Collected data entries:
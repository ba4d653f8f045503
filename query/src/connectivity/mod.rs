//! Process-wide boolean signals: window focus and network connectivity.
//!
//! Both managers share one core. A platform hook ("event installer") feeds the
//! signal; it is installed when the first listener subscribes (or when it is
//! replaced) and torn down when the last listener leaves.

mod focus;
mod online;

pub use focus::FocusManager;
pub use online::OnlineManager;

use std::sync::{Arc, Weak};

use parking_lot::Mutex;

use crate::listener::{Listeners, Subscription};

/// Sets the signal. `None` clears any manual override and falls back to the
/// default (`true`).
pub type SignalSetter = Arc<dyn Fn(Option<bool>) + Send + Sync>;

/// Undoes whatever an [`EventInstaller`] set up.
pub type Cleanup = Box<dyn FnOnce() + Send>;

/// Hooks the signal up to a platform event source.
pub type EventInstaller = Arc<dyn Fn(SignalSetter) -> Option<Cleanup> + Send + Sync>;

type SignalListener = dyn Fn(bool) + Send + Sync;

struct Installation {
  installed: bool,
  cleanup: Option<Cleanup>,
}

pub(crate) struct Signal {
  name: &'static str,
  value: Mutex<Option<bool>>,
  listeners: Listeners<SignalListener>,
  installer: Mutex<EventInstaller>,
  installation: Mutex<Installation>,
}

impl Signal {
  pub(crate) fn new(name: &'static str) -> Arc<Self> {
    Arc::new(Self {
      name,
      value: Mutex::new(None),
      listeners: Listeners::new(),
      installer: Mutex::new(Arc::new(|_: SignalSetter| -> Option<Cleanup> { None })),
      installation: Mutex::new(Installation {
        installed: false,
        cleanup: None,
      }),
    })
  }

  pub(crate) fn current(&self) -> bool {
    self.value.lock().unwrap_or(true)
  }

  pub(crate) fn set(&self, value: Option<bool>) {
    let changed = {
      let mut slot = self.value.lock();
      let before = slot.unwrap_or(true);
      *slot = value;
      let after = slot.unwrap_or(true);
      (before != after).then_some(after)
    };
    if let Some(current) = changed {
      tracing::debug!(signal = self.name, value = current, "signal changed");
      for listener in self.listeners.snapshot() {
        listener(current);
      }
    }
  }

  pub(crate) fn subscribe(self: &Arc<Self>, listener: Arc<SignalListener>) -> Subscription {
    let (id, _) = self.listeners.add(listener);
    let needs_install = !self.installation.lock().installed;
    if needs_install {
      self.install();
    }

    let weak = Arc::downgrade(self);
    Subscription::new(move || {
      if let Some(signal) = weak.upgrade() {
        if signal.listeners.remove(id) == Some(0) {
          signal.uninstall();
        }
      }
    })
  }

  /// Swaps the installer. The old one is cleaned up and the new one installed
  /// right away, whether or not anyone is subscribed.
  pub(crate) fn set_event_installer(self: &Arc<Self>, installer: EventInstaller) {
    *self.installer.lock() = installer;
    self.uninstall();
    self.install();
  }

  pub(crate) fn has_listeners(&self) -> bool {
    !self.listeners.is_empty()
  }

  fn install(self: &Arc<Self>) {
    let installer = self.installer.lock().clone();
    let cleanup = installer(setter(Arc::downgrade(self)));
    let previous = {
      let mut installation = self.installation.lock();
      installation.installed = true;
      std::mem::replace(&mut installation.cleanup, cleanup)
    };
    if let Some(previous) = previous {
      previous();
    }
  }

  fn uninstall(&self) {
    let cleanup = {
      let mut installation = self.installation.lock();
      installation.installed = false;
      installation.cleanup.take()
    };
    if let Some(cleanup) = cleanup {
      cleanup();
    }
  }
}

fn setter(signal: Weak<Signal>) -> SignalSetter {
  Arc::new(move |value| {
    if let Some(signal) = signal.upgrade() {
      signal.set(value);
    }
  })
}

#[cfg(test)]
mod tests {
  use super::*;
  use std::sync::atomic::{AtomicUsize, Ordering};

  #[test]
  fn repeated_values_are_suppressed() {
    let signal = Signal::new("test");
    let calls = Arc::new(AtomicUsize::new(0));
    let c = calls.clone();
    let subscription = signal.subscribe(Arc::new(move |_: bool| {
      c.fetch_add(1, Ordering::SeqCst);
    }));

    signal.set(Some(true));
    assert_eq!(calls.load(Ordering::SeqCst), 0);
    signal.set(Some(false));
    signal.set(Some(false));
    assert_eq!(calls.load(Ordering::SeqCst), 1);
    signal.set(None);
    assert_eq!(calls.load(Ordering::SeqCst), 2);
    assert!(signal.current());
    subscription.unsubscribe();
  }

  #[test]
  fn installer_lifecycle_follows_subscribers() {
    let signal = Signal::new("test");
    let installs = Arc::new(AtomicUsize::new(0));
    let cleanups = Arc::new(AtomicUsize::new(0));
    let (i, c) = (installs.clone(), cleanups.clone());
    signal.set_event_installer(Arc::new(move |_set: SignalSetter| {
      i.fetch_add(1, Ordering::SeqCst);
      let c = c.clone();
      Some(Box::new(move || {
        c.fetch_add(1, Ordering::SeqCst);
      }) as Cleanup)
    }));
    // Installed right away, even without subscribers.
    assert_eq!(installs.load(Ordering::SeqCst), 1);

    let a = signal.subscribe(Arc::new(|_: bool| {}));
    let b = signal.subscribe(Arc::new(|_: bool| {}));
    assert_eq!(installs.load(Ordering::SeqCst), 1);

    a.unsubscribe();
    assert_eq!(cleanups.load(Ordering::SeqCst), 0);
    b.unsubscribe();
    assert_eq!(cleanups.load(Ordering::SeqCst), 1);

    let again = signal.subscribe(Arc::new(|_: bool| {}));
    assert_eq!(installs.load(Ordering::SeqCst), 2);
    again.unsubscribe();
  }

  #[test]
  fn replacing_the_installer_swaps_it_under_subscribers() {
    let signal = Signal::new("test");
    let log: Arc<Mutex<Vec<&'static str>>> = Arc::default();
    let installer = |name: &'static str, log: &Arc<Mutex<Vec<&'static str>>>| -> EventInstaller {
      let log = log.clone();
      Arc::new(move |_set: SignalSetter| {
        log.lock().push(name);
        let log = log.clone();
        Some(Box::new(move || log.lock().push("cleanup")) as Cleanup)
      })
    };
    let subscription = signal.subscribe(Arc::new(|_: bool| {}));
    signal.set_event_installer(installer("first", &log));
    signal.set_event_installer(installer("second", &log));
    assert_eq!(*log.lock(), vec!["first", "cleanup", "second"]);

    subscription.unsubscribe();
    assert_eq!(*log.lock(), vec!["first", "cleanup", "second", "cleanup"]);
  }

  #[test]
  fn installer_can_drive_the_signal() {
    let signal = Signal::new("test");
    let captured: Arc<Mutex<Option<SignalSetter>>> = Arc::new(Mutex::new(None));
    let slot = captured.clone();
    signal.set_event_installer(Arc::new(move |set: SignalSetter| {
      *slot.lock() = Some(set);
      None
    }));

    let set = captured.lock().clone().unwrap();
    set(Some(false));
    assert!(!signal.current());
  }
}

● WORK REQUEST: Once you have counted the lines above containing the word "slot", state that number and nothing more.

● OUTPUT: 6